__Dataset records__
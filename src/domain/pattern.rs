use crate::error::{GitVersionError, Result};
use regex::Regex;
use std::collections::HashMap;

/// Captured groups of a successful match, keyed by group index ("0", "1", ...)
/// and by group name for named groups.
pub type CaptureMap = HashMap<String, String>;

/// A compiled regular expression that must match a candidate string in full.
#[derive(Debug, Clone)]
pub struct PatternMatcher {
    source: String,
    regex: Regex,
}

impl PatternMatcher {
    /// Pattern used when a descriptor does not declare one.
    pub const MATCH_ALL: &'static str = ".*";

    /// Compile a pattern. Invalid syntax is reported immediately.
    pub fn new(pattern: &str) -> Result<Self> {
        let regex = Regex::new(&format!("^(?:{})$", pattern)).map_err(|source| {
            GitVersionError::Pattern {
                pattern: pattern.to_string(),
                source,
            }
        })?;

        Ok(PatternMatcher {
            source: pattern.to_string(),
            regex,
        })
    }

    /// Pattern source as written in the configuration
    pub fn as_str(&self) -> &str {
        &self.source
    }

    pub fn is_match(&self, text: &str) -> bool {
        self.regex.is_match(text)
    }

    /// Match `text` and collect every participating group.
    ///
    /// Optional groups that did not participate are absent from the map.
    pub fn captures(&self, text: &str) -> Option<CaptureMap> {
        let caps = self.regex.captures(text)?;
        let mut groups = CaptureMap::new();

        for (index, group) in caps.iter().enumerate() {
            if let Some(group) = group {
                groups.insert(index.to_string(), group.as_str().to_string());
            }
        }

        for name in self.regex.capture_names().flatten() {
            if let Some(group) = caps.name(name) {
                groups.insert(name.to_string(), group.as_str().to_string());
            }
        }

        Some(groups)
    }

    /// Every key `captures` can produce, without running a match.
    pub fn group_keys(&self) -> Vec<String> {
        let mut keys: Vec<String> = (0..self.regex.captures_len())
            .map(|index| index.to_string())
            .collect();
        keys.extend(self.regex.capture_names().flatten().map(str::to_string));
        keys
    }
}
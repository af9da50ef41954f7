//! Choosing the ref and descriptor that drive version rendering

use std::fmt;

use tracing::debug;

use crate::domain::version::compare_tag_versions;
use crate::domain::{RepositorySituation, VersionDescriptor};

/// Kind of ref a version is derived from
#[derive(Debug, Clone, Copy, PartialEq, Eq, Hash)]
pub enum RefType {
    Tag,
    Branch,
    Commit,
}

impl RefType {
    /// Context key under which the ref name is exposed
    pub fn name(&self) -> &'static str {
        match self {
            RefType::Tag => "tag",
            RefType::Branch => "branch",
            RefType::Commit => "commit",
        }
    }
}

impl fmt::Display for RefType {
    fn fmt(&self, f: &mut fmt::Formatter<'_>) -> fmt::Result {
        f.write_str(self.name())
    }
}

/// Outcome of descriptor selection for one repository situation
#[derive(Debug, Clone)]
pub struct RefSelection<'a> {
    pub ref_type: RefType,
    /// Ref name as found in the repository
    pub raw_name: String,
    /// Ref name with the descriptor prefix stripped and `/` replaced by `-`
    pub ref_name: String,
    pub descriptor: &'a VersionDescriptor,
}

impl<'a> RefSelection<'a> {
    fn new(ref_type: RefType, raw_name: &str, descriptor: &'a VersionDescriptor) -> Self {
        RefSelection {
            ref_type,
            raw_name: raw_name.to_string(),
            ref_name: descriptor.strip_prefix(raw_name).replace('/', "-"),
            descriptor,
        }
    }
}

/// Prioritized tag, branch and commit descriptors
#[derive(Debug, Clone)]
pub struct DescriptorSelector {
    tags: Vec<VersionDescriptor>,
    branches: Vec<VersionDescriptor>,
    commit: VersionDescriptor,
    prefer_tags: bool,
}

impl DescriptorSelector {
    pub fn new(
        tags: Vec<VersionDescriptor>,
        branches: Vec<VersionDescriptor>,
        commit: VersionDescriptor,
    ) -> Self {
        DescriptorSelector {
            tags,
            branches,
            commit,
            prefer_tags: false,
        }
    }

    /// Try tag descriptors before branch descriptors
    pub fn prefer_tags(mut self, prefer_tags: bool) -> Self {
        self.prefer_tags = prefer_tags;
        self
    }

    pub fn prefers_tags(&self) -> bool {
        self.prefer_tags
    }

    pub fn tag_descriptors(&self) -> &[VersionDescriptor] {
        &self.tags
    }

    pub fn branch_descriptors(&self) -> &[VersionDescriptor] {
        &self.branches
    }

    pub fn commit_descriptor(&self) -> &VersionDescriptor {
        &self.commit
    }

    /// Select the ref and descriptor for `situation`.
    ///
    /// Always succeeds: without a matching tag or branch descriptor the
    /// commit fallback applies.
    pub fn select(&self, situation: &RepositorySituation) -> RefSelection<'_> {
        let tag = || self.tag_candidate(situation.head_tags());
        let branch = || self.branch_candidate(situation.head_branch());

        let selection = if self.prefer_tags {
            tag().or_else(branch)
        } else {
            branch().or_else(tag)
        };

        let selection = selection.unwrap_or_else(|| {
            RefSelection::new(RefType::Commit, situation.head_commit(), &self.commit)
        });

        debug!(
            ref_type = %selection.ref_type,
            ref_name = %selection.raw_name,
            format = selection.descriptor.format().as_str(),
            "selected version descriptor"
        );

        selection
    }

    /// Best tag of the first tag descriptor matching any head tag
    fn tag_candidate(&self, head_tags: &[String]) -> Option<RefSelection<'_>> {
        self.tags.iter().find_map(|descriptor| {
            head_tags
                .iter()
                .filter(|tag| descriptor.matches(tag))
                .max_by(|a, b| {
                    compare_tag_versions(descriptor.strip_prefix(a), descriptor.strip_prefix(b))
                        .then_with(|| a.cmp(b))
                })
                .map(|tag| RefSelection::new(RefType::Tag, tag, descriptor))
        })
    }

    fn branch_candidate(&self, head_branch: Option<&str>) -> Option<RefSelection<'_>> {
        let branch = head_branch?;
        self.branches
            .iter()
            .find(|descriptor| descriptor.matches(branch))
            .map(|descriptor| RefSelection::new(RefType::Branch, branch, descriptor))
    }
}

__Task item__
The complete material should be output once more, word for word.

__Solution to this exercise__
filename src/domain/pattern.rs
use crate::error::{GitVersionError, Result};
use regex::Regex;
use std::collections::HashMap;

/// Captured groups of a successful match, keyed by group index ("0", "1", ...)
/// and by group name for named groups.
pub type CaptureMap = HashMap<String, String>;

/// A compiled regular expression that must match a candidate string in full.
#[derive(Debug, Clone)]
pub struct PatternMatcher {
    source: String,
    regex: Regex,
}

impl PatternMatcher {
    /// Pattern used when a descriptor does not declare one.
    pub const MATCH_ALL: &'static str = ".*";

    /// Compile a pattern. Invalid syntax is reported immediately.
    pub fn new(pattern: &str) -> Result<Self> {
        let regex = Regex::new(&format!("^(?:{})$", pattern)).map_err(|source| {
            GitVersionError::Pattern {
                pattern: pattern.to_string(),
                source,
            }
        })?;

        Ok(PatternMatcher {
            source: pattern.to_string(),
            regex,
        })
    }

    /// Pattern source as written in the configuration
    pub fn as_str(&self) -> &str {
        &self.source
    }

    pub fn is_match(&self, text: &str) -> bool {
        self.regex.is_match(text)
    }

    /// Match `text` and collect every participating group.
    ///
    /// Optional groups that did not participate are absent from the map.
    pub fn captures(&self, text: &str) -> Option<CaptureMap> {
        let caps = self.regex.captures(text)?;
        let mut groups = CaptureMap::new();

        for (index, group) in caps.iter().enumerate() {
            if let Some(group) = group {
                groups.insert(index.to_string(), group.as_str().to_string());
            }
        }

        for name in self.regex.capture_names().flatten() {
            if let Some(group) = caps.name(name) {
                groups.insert(name.to_string(), group.as_str().to_string());
            }
        }

        Some(groups)
    }

    /// Every key `captures` can produce, without running a match.
    pub fn group_keys(&self) -> Vec<String> {
        let mut keys: Vec<String> = (0..self.regex.captures_len())
            .map(|index| index.to_string())
            .collect();
        keys.extend(self.regex.capture_names().flatten().map(str::to_string));
        keys
    }
}
repository af9da50ef41954f7
//! Choosing the ref and descriptor that drive version rendering

use std::fmt;

use tracing::debug;

use crate::domain::version::compare_tag_versions;
use crate::domain::{RepositorySituation, VersionDescriptor};

/// Kind of ref a version is derived from
#[derive(Debug, Clone, Copy, PartialEq, Eq, Hash)]
pub enum RefType {
    Tag,
    Branch,
    Commit,
}

impl RefType {
    /// Context key under which the ref name is exposed
    pub fn name(&self) -> &'static str {
        match self {
            RefType::Tag => "tag",
            RefType::Branch => "branch",
            RefType::Commit => "commit",
        }
    }
}

impl fmt::Display for RefType {
    fn fmt(&self, f: &mut fmt::Formatter<'_>) -> fmt::Result {
        f.write_str(self.name())
    }
}

/// Outcome of descriptor selection for one repository situation
#[derive(Debug, Clone)]
pub struct RefSelection<'a> {
    pub ref_type: RefType,
    /// Ref name as found in the repository
    pub raw_name: String,
    /// Ref name with the descriptor prefix stripped and `/` replaced by `-`
    pub ref_name: String,
    pub descriptor: &'a VersionDescriptor,
}

impl<'a> RefSelection<'a> {
    fn new(ref_type: RefType, raw_name: &str, descriptor: &'a VersionDescriptor) -> Self {
        RefSelection {
            ref_type,
            raw_name: raw_name.to_string(),
            ref_name: descriptor.strip_prefix(raw_name).replace('/', "-"),
            descriptor,
        }
    }
}

/// Prioritized tag, branch and commit descriptors
#[derive(Debug, Clone)]
pub struct DescriptorSelector {
    tags: Vec<VersionDescriptor>,
    branches: Vec<VersionDescriptor>,
    commit: VersionDescriptor,
    prefer_tags: bool,
}

impl DescriptorSelector {
    pub fn new(
        tags: Vec<VersionDescriptor>,
        branches: Vec<VersionDescriptor>,
        commit: VersionDescriptor,
    ) -> Self {
        DescriptorSelector {
            tags,
            branches,
            commit,
            prefer_tags: false,
        }
    }

    /// Try tag descriptors before branch descriptors
    pub fn prefer_tags(mut self, prefer_tags: bool) -> Self {
        self.prefer_tags = prefer_tags;
        self
    }

    pub fn prefers_tags(&self) -> bool {
        self.prefer_tags
    }

    pub fn tag_descriptors(&self) -> &[VersionDescriptor] {
        &self.tags
    }

    pub fn branch_descriptors(&self) -> &[VersionDescriptor] {
        &self.branches
    }

    pub fn commit_descriptor(&self) -> &VersionDescriptor {
        &self.commit
    }

    /// Select the ref and descriptor for `situation`.
    ///
    /// Always succeeds: without a matching tag or branch descriptor the
    /// commit fallback applies.
    pub fn select(&self, situation: &RepositorySituation) -> RefSelection<'_> {
        let tag = || self.tag_candidate(situation.head_tags());
        let branch = || self.branch_candidate(situation.head_branch());

        let selection = if self.prefer_tags {
            tag().or_else(branch)
        } else {
            branch().or_else(tag)
        };

        let selection = selection.unwrap_or_else(|| {
            RefSelection::new(RefType::Commit, situation.head_commit(), &self.commit)
        });

        debug!(
            ref_type = %selection.ref_type,
            ref_name = %selection.raw_name,
            format = selection.descriptor.format().as_str(),
            "selected version descriptor"
        );

        selection
    }

    /// Best tag of the first tag descriptor matching any head tag
    fn tag_candidate(&self, head_tags: &[String]) -> Option<RefSelection<'_>> {
        self.tags.iter().find_map(|descriptor| {
            head_tags
                .iter()
                .filter(|tag| descriptor.matches(tag))
                .max_by(|a, b| {
                    compare_tag_versions(descriptor.strip_prefix(a), descriptor.strip_prefix(b))
                        .then_with(|| a.cmp(b))
                })
                .map(|tag| RefSelection::new(RefType::Tag, tag, descriptor))
        })
    }

    fn branch_candidate(&self, head_branch: Option<&str>) -> Option<RefSelection<'_>> {
        let branch = head_branch?;
        self.branches
            .iter()
            .find(|descriptor| descriptor.matches(branch))
            .map(|descriptor| RefSelection::new(RefType::Branch, branch, descriptor))
    }
}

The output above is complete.